───── AVAILABLE RECORDS

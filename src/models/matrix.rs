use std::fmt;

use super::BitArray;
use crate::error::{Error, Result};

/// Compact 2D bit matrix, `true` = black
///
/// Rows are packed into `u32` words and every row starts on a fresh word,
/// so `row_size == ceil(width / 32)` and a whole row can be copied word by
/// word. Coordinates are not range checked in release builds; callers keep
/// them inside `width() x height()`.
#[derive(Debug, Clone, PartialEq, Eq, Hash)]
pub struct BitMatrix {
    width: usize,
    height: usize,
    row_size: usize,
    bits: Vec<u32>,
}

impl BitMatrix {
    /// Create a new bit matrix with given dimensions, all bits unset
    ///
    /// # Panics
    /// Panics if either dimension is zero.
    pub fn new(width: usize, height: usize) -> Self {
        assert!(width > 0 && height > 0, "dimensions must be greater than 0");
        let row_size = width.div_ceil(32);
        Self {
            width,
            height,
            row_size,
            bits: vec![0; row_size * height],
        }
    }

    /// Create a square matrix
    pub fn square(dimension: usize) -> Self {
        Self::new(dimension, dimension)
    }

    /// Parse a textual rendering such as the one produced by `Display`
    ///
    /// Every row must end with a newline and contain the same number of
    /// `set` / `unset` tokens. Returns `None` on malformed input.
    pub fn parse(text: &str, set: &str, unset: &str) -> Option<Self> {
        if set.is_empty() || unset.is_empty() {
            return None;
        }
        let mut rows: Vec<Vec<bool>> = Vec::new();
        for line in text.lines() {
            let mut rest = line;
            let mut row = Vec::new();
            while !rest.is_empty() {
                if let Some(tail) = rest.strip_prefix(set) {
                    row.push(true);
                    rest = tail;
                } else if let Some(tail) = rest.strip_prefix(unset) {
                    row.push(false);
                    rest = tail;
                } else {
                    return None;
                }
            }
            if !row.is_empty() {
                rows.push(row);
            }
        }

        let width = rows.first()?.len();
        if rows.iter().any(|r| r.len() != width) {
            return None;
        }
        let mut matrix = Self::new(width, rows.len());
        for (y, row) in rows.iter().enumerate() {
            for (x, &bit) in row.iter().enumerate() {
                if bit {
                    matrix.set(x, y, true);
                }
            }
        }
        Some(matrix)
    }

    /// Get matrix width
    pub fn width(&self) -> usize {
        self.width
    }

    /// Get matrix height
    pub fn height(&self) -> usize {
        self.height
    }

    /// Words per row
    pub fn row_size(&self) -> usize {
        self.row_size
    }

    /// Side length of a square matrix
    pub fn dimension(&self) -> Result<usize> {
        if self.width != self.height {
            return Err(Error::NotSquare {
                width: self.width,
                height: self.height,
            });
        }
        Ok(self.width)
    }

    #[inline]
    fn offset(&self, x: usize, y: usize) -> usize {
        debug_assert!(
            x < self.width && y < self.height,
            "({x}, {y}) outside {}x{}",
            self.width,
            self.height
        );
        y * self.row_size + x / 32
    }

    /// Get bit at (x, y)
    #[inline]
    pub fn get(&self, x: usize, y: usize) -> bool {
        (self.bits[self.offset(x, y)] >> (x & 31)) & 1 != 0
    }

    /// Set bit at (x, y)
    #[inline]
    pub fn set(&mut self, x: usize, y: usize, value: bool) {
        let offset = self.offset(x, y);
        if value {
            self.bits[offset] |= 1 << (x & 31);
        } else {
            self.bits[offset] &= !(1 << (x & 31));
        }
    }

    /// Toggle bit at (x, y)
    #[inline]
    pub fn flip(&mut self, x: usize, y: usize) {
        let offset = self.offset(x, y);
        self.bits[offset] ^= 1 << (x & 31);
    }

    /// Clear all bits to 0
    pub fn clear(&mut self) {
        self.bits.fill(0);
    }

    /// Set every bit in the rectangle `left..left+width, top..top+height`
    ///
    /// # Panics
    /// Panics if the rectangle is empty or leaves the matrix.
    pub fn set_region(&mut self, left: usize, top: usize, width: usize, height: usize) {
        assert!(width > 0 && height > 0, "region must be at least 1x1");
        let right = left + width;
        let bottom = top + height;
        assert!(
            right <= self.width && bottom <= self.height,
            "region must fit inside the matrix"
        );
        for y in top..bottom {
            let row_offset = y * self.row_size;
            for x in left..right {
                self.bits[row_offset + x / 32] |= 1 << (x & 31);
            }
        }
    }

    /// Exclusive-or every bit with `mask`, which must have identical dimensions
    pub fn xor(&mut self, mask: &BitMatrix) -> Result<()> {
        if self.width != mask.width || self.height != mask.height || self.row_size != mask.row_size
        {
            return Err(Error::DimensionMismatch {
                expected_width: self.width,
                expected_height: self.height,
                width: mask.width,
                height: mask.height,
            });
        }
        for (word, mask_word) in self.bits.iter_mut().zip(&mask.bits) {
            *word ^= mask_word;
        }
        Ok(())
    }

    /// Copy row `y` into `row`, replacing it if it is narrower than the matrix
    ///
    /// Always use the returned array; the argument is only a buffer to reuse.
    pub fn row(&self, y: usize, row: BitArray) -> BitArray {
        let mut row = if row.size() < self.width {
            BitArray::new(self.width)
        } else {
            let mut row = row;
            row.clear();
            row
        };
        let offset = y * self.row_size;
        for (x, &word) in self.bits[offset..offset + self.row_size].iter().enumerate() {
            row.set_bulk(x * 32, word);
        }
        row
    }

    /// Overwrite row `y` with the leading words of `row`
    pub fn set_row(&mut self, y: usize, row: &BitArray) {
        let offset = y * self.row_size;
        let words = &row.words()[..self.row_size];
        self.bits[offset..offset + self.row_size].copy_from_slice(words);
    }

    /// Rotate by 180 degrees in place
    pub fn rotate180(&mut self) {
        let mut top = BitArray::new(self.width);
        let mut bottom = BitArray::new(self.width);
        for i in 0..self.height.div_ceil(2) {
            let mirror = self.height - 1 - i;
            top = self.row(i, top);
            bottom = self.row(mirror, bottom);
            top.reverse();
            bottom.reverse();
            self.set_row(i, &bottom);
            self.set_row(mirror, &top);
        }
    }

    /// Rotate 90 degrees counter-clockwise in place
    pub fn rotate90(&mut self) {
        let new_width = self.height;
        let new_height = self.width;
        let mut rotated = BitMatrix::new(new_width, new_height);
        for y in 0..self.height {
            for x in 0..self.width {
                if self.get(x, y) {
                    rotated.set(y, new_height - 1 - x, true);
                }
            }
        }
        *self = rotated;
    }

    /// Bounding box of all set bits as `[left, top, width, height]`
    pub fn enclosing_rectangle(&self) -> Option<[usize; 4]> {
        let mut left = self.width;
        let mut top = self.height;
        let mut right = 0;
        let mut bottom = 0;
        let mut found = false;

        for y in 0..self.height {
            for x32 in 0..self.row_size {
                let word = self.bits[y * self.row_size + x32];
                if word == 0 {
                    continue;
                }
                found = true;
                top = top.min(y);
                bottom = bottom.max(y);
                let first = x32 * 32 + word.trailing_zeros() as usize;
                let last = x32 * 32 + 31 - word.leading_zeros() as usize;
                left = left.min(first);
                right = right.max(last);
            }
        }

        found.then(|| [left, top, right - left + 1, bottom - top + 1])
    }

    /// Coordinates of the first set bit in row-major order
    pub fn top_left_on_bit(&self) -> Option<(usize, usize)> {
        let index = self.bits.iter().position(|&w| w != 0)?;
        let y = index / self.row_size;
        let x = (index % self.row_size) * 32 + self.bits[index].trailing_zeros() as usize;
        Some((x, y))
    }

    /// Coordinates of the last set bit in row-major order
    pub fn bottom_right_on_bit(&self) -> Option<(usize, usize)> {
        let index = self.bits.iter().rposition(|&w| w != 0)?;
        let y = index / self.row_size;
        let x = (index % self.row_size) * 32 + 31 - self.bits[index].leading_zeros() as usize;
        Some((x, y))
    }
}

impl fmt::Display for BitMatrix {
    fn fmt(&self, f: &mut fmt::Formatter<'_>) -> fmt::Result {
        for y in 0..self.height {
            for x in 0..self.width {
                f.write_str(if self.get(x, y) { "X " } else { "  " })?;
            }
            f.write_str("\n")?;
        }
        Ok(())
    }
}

──────────
───── AVAILABLE RECORDS

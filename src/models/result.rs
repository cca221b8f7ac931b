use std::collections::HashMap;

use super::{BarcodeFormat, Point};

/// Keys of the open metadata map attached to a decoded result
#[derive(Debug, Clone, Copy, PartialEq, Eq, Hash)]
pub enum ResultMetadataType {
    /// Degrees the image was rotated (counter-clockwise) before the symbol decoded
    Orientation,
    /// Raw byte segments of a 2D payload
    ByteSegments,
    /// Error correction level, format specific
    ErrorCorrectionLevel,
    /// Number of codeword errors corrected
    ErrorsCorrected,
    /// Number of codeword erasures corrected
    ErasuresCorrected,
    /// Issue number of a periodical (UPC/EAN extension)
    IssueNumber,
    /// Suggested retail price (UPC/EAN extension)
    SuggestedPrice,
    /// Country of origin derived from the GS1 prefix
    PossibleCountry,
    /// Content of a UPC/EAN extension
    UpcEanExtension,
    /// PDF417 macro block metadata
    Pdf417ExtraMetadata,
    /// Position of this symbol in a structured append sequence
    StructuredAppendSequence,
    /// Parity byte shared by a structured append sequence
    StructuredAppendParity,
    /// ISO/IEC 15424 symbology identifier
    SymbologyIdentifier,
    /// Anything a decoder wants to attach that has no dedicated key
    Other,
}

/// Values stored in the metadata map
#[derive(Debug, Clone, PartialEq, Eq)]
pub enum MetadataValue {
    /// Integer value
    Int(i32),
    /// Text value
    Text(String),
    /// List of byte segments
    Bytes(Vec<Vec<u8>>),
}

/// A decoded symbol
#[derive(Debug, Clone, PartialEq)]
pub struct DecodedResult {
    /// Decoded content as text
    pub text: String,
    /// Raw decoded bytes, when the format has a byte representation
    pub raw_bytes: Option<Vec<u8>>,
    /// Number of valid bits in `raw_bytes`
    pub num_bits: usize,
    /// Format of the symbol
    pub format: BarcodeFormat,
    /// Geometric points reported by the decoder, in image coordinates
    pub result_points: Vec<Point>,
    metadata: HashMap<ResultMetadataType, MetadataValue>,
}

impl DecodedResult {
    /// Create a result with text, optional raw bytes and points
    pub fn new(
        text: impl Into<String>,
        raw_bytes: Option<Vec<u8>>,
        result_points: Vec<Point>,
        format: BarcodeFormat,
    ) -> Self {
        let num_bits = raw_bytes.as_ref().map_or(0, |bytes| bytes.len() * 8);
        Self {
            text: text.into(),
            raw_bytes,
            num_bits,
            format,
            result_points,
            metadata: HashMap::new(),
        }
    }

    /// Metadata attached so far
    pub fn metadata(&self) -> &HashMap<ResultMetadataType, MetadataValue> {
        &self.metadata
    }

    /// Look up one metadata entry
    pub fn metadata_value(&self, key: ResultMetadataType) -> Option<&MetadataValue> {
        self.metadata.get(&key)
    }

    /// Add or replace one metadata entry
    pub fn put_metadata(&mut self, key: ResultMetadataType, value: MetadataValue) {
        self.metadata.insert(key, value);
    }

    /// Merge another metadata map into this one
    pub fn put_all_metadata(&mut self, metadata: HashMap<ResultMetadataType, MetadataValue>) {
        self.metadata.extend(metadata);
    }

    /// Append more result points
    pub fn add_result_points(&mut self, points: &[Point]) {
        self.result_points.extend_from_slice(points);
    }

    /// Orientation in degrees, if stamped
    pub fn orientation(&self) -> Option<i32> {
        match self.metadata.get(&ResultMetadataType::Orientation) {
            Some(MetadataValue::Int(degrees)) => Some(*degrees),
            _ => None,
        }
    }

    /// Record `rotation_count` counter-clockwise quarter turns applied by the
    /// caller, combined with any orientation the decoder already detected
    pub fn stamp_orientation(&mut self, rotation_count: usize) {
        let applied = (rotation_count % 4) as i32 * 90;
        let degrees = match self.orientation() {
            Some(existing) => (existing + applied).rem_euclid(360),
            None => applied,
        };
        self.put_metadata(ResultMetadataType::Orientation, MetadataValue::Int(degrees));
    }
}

──────────

DESCRIPTION OF THE TASK: Among the lines above, which ones include the word "MetadataValue"? Copy them.

FINISHED TASK:
pub enum MetadataValue {
    metadata: HashMap<ResultMetadataType, MetadataValue>,
    pub fn metadata(&self) -> &HashMap<ResultMetadataType, MetadataValue> {
    pub fn metadata_value(&self, key: ResultMetadataType) -> Option<&MetadataValue> {
    pub fn put_metadata(&mut self, key: ResultMetadataType, value: MetadataValue) {
    pub fn put_all_metadata(&mut self, metadata: HashMap<ResultMetadataType, MetadataValue>) {
            Some(MetadataValue::Int(degrees)) => Some(*degrees),
        self.put_metadata(ResultMetadataType::Orientation, MetadataValue::Int(degrees));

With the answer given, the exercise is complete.